Böyle bir davanın dinlenebilmesi için tapu kütüğünde malikin kim olduğunun anlaşılamaması gerekir. Kadastro tutanakları da tapu kütüğü kapsamında tapunun eki belgelerindendir. Dosyada bulunan 571 ada 7 ve 10 numaralı parsele ait kadastro tutanağı incelendiğinde; 18.05.1966 tarihinde yapılan tespit sırasında, dava konusu taşınmazın Nisan 1928 tarih 44 cilt, 43 sayfa, 87 ve 88 numaralı tapu kayıtlarının uygulandığı ve buna göre maliklerinin belirlendiği anlaşılmaktadır.

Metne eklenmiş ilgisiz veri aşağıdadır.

//! Core protocol types for the federation layer
//!
//! All types here are designed for deterministic serialization via postcard.
//! Field order matters for canonical encoding.

use serde::{Deserialize, Serialize};
use std::fmt;

/// 32-byte fixed-size array used for hashes, identifiers and public keys.
pub type Bytes32 = [u8; 32];

// =============================================================================
// IDENTITY TYPES (newtypes for type safety)
// =============================================================================

/// Instance identifier: BLAKE3("instance" || public_key)
#[derive(Clone, Copy, Debug, Serialize, Deserialize, PartialEq, Eq, Hash, PartialOrd, Ord)]
pub struct InstanceId(pub Bytes32);

/// Fingerprint of the rule-set an instance governs itself by: BLAKE3("ruleset" || bytes)
#[derive(Clone, Copy, Debug, Serialize, Deserialize, PartialEq, Eq, Hash)]
pub struct RulesetHash(pub Bytes32);

/// Content address of a gossip message: BLAKE3("message" || type || origin || payload)
#[derive(Clone, Copy, Debug, Serialize, Deserialize, PartialEq, Eq, Hash, PartialOrd, Ord)]
pub struct MessageHash(pub Bytes32);

/// Proposal identifier: BLAKE3("proposal" || author || kind || body || created_at || deadline)
#[derive(Clone, Copy, Debug, Serialize, Deserialize, PartialEq, Eq, Hash, PartialOrd, Ord)]
pub struct ProposalId(pub Bytes32);

macro_rules! short_hex_display {
    ($($ty:ty),*) => {
        $(
            impl fmt::Display for $ty {
                fn fmt(&self, f: &mut fmt::Formatter<'_>) -> fmt::Result {
                    write!(f, "{}", hex::encode(&self.0[..8]))
                }
            }
        )*
    };
}

short_hex_display!(InstanceId, RulesetHash, MessageHash, ProposalId);

impl InstanceId {
    /// Full hex encoding (the Display impl is abbreviated)
    pub fn to_hex(&self) -> String {
        hex::encode(self.0)
    }

    /// Parse from a full 64-character hex string
    pub fn from_hex(s: &str) -> Option<Self> {
        let bytes = hex::decode(s).ok()?;
        let arr: Bytes32 = bytes.try_into().ok()?;
        Some(Self(arr))
    }
}

// =============================================================================
// PEERS
// =============================================================================

/// How far a remote instance is trusted by the local registry
#[derive(Clone, Copy, Debug, Serialize, Deserialize, PartialEq, Eq, Hash)]
pub enum TrustState {
    /// Registered but no verified message seen yet
    Unverified,
    /// At least one verified message within the silence window
    Verified,
    /// Silent for longer than the stale window
    Stale,
    /// Set aside by an operator; never a gossip target
    Quarantined,
}

/// One record per known remote instance
#[derive(Clone, Debug, Serialize, Deserialize, PartialEq, Eq)]
pub struct PeerRecord {
    pub instance_id: InstanceId,
    /// Immutable once learned
    pub public_key: Bytes32,
    pub display_label: String,
    pub ruleset_hash: RulesetHash,
    /// Network address, when the peer is reachable over TCP
    pub address: Option<String>,
    /// Unix millis of the last verified contact
    pub last_seen: u64,
    pub trust_state: TrustState,
}

/// Content of a heartbeat: how an instance describes itself to the federation
#[derive(Clone, Debug, Serialize, Deserialize, PartialEq, Eq)]
pub struct PeerAnnouncement {
    pub display_label: String,
    pub ruleset_hash: RulesetHash,
    pub address: Option<String>,
    pub genesis_timestamp: u64,
    pub sent_at: u64,
}

// =============================================================================
// GOSSIP
// =============================================================================

/// Message type discriminant
#[derive(Clone, Copy, Debug, Serialize, Deserialize, PartialEq, Eq, Hash, PartialOrd, Ord)]
#[repr(u8)]
pub enum MessageType {
    Heartbeat = 1,
    Proposal = 2,
    Vote = 3,
    Outcome = 4,
    Pattern = 5,
}

impl MessageType {
    pub const ALL: [MessageType; 5] = [
        MessageType::Heartbeat,
        MessageType::Proposal,
        MessageType::Vote,
        MessageType::Outcome,
        MessageType::Pattern,
    ];

    pub fn as_str(&self) -> &'static str {
        match self {
            MessageType::Heartbeat => "heartbeat",
            MessageType::Proposal => "proposal",
            MessageType::Vote => "vote",
            MessageType::Outcome => "outcome",
            MessageType::Pattern => "pattern",
        }
    }
}

impl fmt::Display for MessageType {
    fn fmt(&self, f: &mut fmt::Formatter<'_>) -> fmt::Result {
        f.write_str(self.as_str())
    }
}

/// Immutable, signed gossip envelope.
///
/// Only `ttl_hops` changes as the envelope is relayed; it is excluded from
/// both the message hash and the signature.
#[derive(Clone, Debug, Serialize, Deserialize, PartialEq, Eq)]
pub struct GossipMessage {
    pub message_hash: MessageHash,
    pub origin: InstanceId,
    /// Key the origin signed with; `origin` must equal its instance-id derivation
    pub origin_public_key: Bytes32,
    pub message_type: MessageType,
    /// Opaque to the gossip layer
    pub payload: Vec<u8>,
    /// Ed25519 signature over ("gossip-sig" || message_hash || created_at)
    pub signature: Vec<u8>,
    pub ttl_hops: u8,
    pub created_at: u64,
}

// =============================================================================
// CONSENSUS
// =============================================================================

/// Local view of a proposal's lifecycle
#[derive(Clone, Copy, Debug, Serialize, Deserialize, PartialEq, Eq, Hash)]
pub enum ProposalStatus {
    Open,
    Approved,
    Rejected,
    /// Genuine, unresolved disagreement. Terminal and valid, not an error.
    Conflicted,
    Expired,
}

impl ProposalStatus {
    pub fn is_terminal(&self) -> bool {
        !matches!(self, ProposalStatus::Open)
    }
}

impl fmt::Display for ProposalStatus {
    fn fmt(&self, f: &mut fmt::Formatter<'_>) -> fmt::Result {
        let s = match self {
            ProposalStatus::Open => "OPEN",
            ProposalStatus::Approved => "APPROVED",
            ProposalStatus::Rejected => "REJECTED",
            ProposalStatus::Conflicted => "CONFLICTED",
            ProposalStatus::Expired => "EXPIRED",
        };
        f.write_str(s)
    }
}

/// Cross-instance unit of work
#[derive(Clone, Debug, Serialize, Deserialize, PartialEq, Eq)]
pub struct Proposal {
    pub proposal_id: ProposalId,
    pub author: InstanceId,
    /// Free-form domain tag
    pub kind: String,
    /// Opaque to consensus
    pub body: Vec<u8>,
    pub created_at: u64,
    /// Unix millis after which an unmet quorum expires the proposal
    pub deadline: u64,
    /// Ed25519 signature over ("proposal-sig" || canonical(proposal_without_signature))
    pub signature: Vec<u8>,
}

/// A voter's answer
#[derive(Clone, Copy, Debug, Serialize, Deserialize, PartialEq, Eq, Hash)]
pub enum Decision {
    Approve,
    Reject,
    Abstain,
}

impl fmt::Display for Decision {
    fn fmt(&self, f: &mut fmt::Formatter<'_>) -> fmt::Result {
        let s = match self {
            Decision::Approve => "APPROVE",
            Decision::Reject => "REJECT",
            Decision::Abstain => "ABSTAIN",
        };
        f.write_str(s)
    }
}

/// Signed response to a proposal
#[derive(Clone, Debug, Serialize, Deserialize, PartialEq, Eq)]
pub struct Vote {
    pub proposal_id: ProposalId,
    pub voter: InstanceId,
    pub decision: Decision,
    /// Opaque to consensus
    pub rationale: String,
    /// Strictly monotonic per voter; the later revision wins
    pub cast_at: u64,
    /// Ed25519 signature over ("vote-sig" || canonical(vote_without_signature))
    pub signature: Vec<u8>,
}

/// A node's finalized local verdict, announced to the federation
#[derive(Clone, Debug, Serialize, Deserialize, PartialEq, Eq)]
pub struct OutcomeAnnouncement {
    pub proposal_id: ProposalId,
    pub instance: InstanceId,
    pub status: ProposalStatus,
    pub approvals: u32,
    pub rejections: u32,
    pub abstentions: u32,
    pub finalized_at: u64,
}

Bu tutanağa göre, kayıt maliklerinden …’in Vepail kızı olduğu, diğer maliklerden …’nin asıl isminin Ohannes;…’nin asıl isminin Maryam, Mesude’nin de asıl isminin … olduğu anlaşılmaktadır. Diğer kayıt maliki …’de bu şekilde belirlenip kütüğe bilinen kişi olarak kaydedilmişlerdir. Artık bu kişilerin tapu kütüğünden kim olduklarının anlaşılamadığı ileri sürülerek dava açılıp tapu kaydının iptalini istemek mümkün değildir. Maliki tapu kütüğünden kim olduğunun anlaşılamaması hali; taşınmaz malın sahibinin kim olduğunun bilinmesine yarayacak gerekli bilginin tapu sicilinden çıkarılmasının imkansız olmasıdır (HGK.nun 10.04.1991 tarih, 1991/8-51 E., 194 K. sayılı ilamı). Kütükteki bilgi ve belgelerden gerekli dikkati gösteren herkesin malikin kim olduğunun anlayamayacağı hallerde ve malik sütununun boş bırakılması, malik adının müphem ve yetersiz gösterilmesi, malik adının silinmiş ve yenisinin yazılmamış olması gibi hallerde malikin tapu kütüğünden anlaşılamadığı sonucuna varılabilir. Görülmekte olan davada, kayıt maliklerinin kim oldukları tapu kütüğünden anlaşıldığına göre davanın reddine karar verilmesi gerekirken kabulüne karar verilmiş olması doğru olmamıştır.
Ayrıca, bu tür davalarda Hazine tapu sicilinin doğru tutulması ve dava TMK.nun 713/2 ve 713/1.maddelerine göre, mülkiyet hakkının tapu kütüğüne tesciline ilişkin bulunduğundan davada hasım olarak bulunması doğru ise de, davanın Amasya Belediyesine yöneltilmesi doğru değildir. Belediye aleyhine açılan davanın husumet yokluğu nedeniyle reddine karar verilmesi gerekirken davalı … Belediyesini de etkileyecek bir biçimde davanın kabulüne karar verilmiş olması doğru değildir. Davalı Hazinenin son mirasçı sıfatıyla TMK.nun 501.maddesi uyarınca bu nitelikteki davalarda yer alması mümkündür.
Yukarıda açıklanan nedenlerle davalı Hazine ve … vekillerinin temyiz itirazlarının kabulüyle usul ve kanuna aykırı bulunan hükmün HUMK. nun 428. maddesi uyarınca BOZULMASINA ve 70,70 TL peşin harcın istek halinde temyiz eden Amasya Belediye Başkanlığına iadesine 29.03.2010 tarihinde oybirliğiyle karar verildi.